=== TASK DESCRIPTION ===
Show every line in the entries below where the word "rendering" appears.

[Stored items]
+++
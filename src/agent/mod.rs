//! Shared identity types for coordinating agents.
//!
//! Every subsystem in the crate addresses participants by [`AgentName`] and
//! scopes its state by [`TaskId`]. Messages are addressed to a
//! [`Recipient`], which is either a single agent or the broadcast sentinel.

mod error;
mod name;
mod recipient;
mod task_id;

pub use error::AgentDomainError;
pub use name::AgentName;
pub use recipient::Recipient;
pub use task_id::TaskId;
//! Confidence scores and their prompt tiers.

use serde::{Deserialize, Serialize};
use std::cmp::Ordering;
use std::fmt;

/// A writer's confidence in an entry, always within `[0, 1]`.
///
/// Out-of-range values are clamped; non-finite values fall back to the
/// default of `0.5`.
///
/// # Examples
///
/// ```
/// use concord::blackboard::domain::{Confidence, ConfidenceTier};
///
/// assert_eq!(Confidence::new(1.7).value(), 1.0);
/// assert_eq!(Confidence::new(f64::NAN), Confidence::default());
/// assert_eq!(Confidence::new(0.8).tier(), ConfidenceTier::High);
/// ```
#[derive(Debug, Clone, Copy, PartialEq, Serialize, Deserialize)]
#[serde(from = "f64", into = "f64")]
pub struct Confidence(f64);

impl Confidence {
    /// Confidence assumed when a writer gives none.
    pub const DEFAULT: Self = Self(0.5);

    /// Creates a confidence score, clamping into `[0, 1]`.
    #[must_use]
    pub const fn new(value: f64) -> Self {
        if value.is_finite() {
            Self(value.clamp(0.0, 1.0))
        } else {
            Self::DEFAULT
        }
    }

    /// Returns the score.
    #[must_use]
    pub const fn value(self) -> f64 {
        self.0
    }

    /// Returns the prompt tier this score falls into.
    #[must_use]
    pub const fn tier(self) -> ConfidenceTier {
        if self.0 >= 0.8 {
            ConfidenceTier::High
        } else if self.0 >= 0.5 {
            ConfidenceTier::Medium
        } else {
            ConfidenceTier::Low
        }
    }

    /// Orders two scores; clamping rules out NaN so the order is total.
    #[must_use]
    pub fn cmp_score(self, other: Self) -> Ordering {
        self.0.total_cmp(&other.0)
    }
}

impl Default for Confidence {
    fn default() -> Self {
        Self::DEFAULT
    }
}

impl From<f64> for Confidence {
    fn from(value: f64) -> Self {
        Self::new(value)
    }
}

impl From<Confidence> for f64 {
    fn from(value: Confidence) -> Self {
        value.0
    }
}

impl fmt::Display for Confidence {
    fn fmt(&self, f: &mut fmt::Formatter<'_>) -> fmt::Result {
        write!(f, "{:.2}", self.0)
    }
}

/// Confidence bands used when rendering the blackboard into a prompt.
#[derive(Debug, Clone, Copy, PartialEq, Eq, PartialOrd, Ord, Hash)]
pub enum ConfidenceTier {
    /// At least `0.8`.
    High,
    /// At least `0.5` and below `0.8`.
    Medium,
    /// Below `0.5`.
    Low,
}

impl ConfidenceTier {
    /// Tiers in rendering order.
    pub const ALL: [Self; 3] = [Self::High, Self::Medium, Self::Low];

    /// Returns the section label.
    #[must_use]
    pub const fn label(self) -> &'static str {
        match self {
            Self::High => "[HIGH CONFIDENCE]",
            Self::Medium => "[MEDIUM]",
            Self::Low => "[LOW]",
        }
    }
}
+++
=== COMPLETED EXERCISE ===
/// Confidence bands used when rendering the blackboard into a prompt.
    /// Tiers in rendering order.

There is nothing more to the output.